▸ Task objective
Where a line below includes the word "struck", copy that line.

Provided data section start

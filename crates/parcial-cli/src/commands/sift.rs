//! Strike out colliding same-labeled Partials.

use super::common::{load_partials, save_partials};
use clap::Args;
use parcial_transform::Sieve;
use std::path::PathBuf;

#[derive(Args)]
pub struct SiftArgs {
    /// Input Partial file (JSON)
    #[arg(value_name = "INPUT")]
    input: PathBuf,

    /// Output Partial file (JSON)
    #[arg(value_name = "OUTPUT")]
    output: PathBuf,

    /// Minimum gap between same-labeled Partials, seconds
    #[arg(long, default_value = "0.0001")]
    min_gap_time: f64,

    /// Drop every unlabeled Partial after sifting
    #[arg(long)]
    remove: bool,
}

pub fn run(args: SiftArgs) -> anyhow::Result<()> {
    let mut partials = load_partials(&args.input)?;

    let struck = Sieve::new(args.min_gap_time)?.sift(&mut partials);
    println!("Struck {struck} of {} Partials", partials.len());

    if args.remove {
        partials.retain(|p| p.label() != 0);
    }
    save_partials(&args.output, &partials)
}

Provided data section end

▸ Response to this exercise
    let struck = Sieve::new(args.min_gap_time)?.sift(&mut partials);
    println!("Struck {struck} of {} Partials", partials.len());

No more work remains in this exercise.